Stored items:
····················

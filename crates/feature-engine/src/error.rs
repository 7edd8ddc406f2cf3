//! Feature Extraction Error Types

use thiserror::Error;

/// Errors during spectral feature extraction
#[derive(Debug, Clone, PartialEq, Error)]
pub enum FeatureError {
    /// Segment does not fit in the available samples
    #[error("Segment length {segment_len} exceeds the {available} available samples")]
    InsufficientSamples { segment_len: usize, available: usize },

    /// Estimator parameter out of range
    #[error("Invalid spectral parameter: {0}")]
    InvalidParameter(String),

    /// Label vector length differs from subject count
    #[error("Label count {labels} does not match subject count {subjects}")]
    LabelCountMismatch { labels: usize, subjects: usize },

    /// Band name not recognised
    #[error("Unknown band: {0}")]
    UnknownBand(String),
}
//! Aggregated rows to 3D points

use crate::axis::band_y;
use crate::params::MapperParams;
use crate::MapperError;
use feature_engine::{AggregatedRow, Band};
use rand::Rng;
use serde::{Deserialize, Serialize};
use tracing::debug;

/// One renderable point
#[derive(Debug, Clone, PartialEq, Serialize, Deserialize)]
pub struct PointCloudPoint {
    /// 0-based channel index (x axis)
    pub channel: usize,
    /// Band coordinate plus vertical jitter
    pub y: f64,
    /// Depth jitter scaled by log power
    pub z: f64,
    /// Marker size, `point_base_size` for the strongest point
    pub size: f64,
    /// Raw mean power for the colour scale
    pub color_value: f64,
    pub band: Band,
    /// Group of the source row
    pub group: String,
}

/// Filter `rows` and map them to points.
///
/// Jitter is drawn from `rng` on every call. Sizes are normalised so the
/// strongest point in the filtered set has exactly `point_base_size`; if
/// every power is zero all sizes are zero.
pub fn map_points<R: Rng + ?Sized>(
    rows: &[AggregatedRow],
    params: &MapperParams,
    rng: &mut R,
) -> Result<Vec<PointCloudPoint>, MapperError> {
    params.validate()?;

    let selected: Vec<&AggregatedRow> = rows.iter().filter(|r| params.accepts(r)).collect();
    if selected.is_empty() {
        debug!("No rows pass the band/channel filter");
        return Ok(Vec::new());
    }

    let max_log_power = selected
        .iter()
        .map(|r| r.mean_power.ln_1p())
        .fold(0.0, f64::max);

    let points = selected
        .into_iter()
        .map(|row| {
            let log_power = row.mean_power.ln_1p();
            let y = band_y(row.band) + symmetric_jitter(rng, params.y_jitter);
            let z = symmetric_jitter(rng, params.z_jitter) * log_power;
            let size = if max_log_power > 0.0 {
                params.point_base_size * (log_power / max_log_power)
            } else {
                0.0
            };

            PointCloudPoint {
                channel: row.channel,
                y,
                z,
                size,
                color_value: row.mean_power,
                band: row.band,
                group: row.group.clone(),
            }
        })
        .collect::<Vec<_>>();

    debug!(
        "Mapped {} of {} rows (max log1p power {:.4})",
        points.len(),
        rows.len(),
        max_log_power
    );

    Ok(points)
}

/// Uniform draw in `[-width/2, width/2]`
fn symmetric_jitter<R: Rng + ?Sized>(rng: &mut R, width: f64) -> f64 {
    let half = width / 2.0;
    rng.gen_range(-half..=half)
}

····················

## Directions
Look through the data above and return exactly the lines from the one that contains "the colour scale" to the one that contains "normalised so the", inclusive, with nothing else.

## Solution
    /// Raw mean power for the colour scale
    pub color_value: f64,
    pub band: Band,
    /// Group of the source row
    pub group: String,
}

/// Filter `rows` and map them to points.
///
/// Jitter is drawn from `rng` on every call. Sizes are normalised so the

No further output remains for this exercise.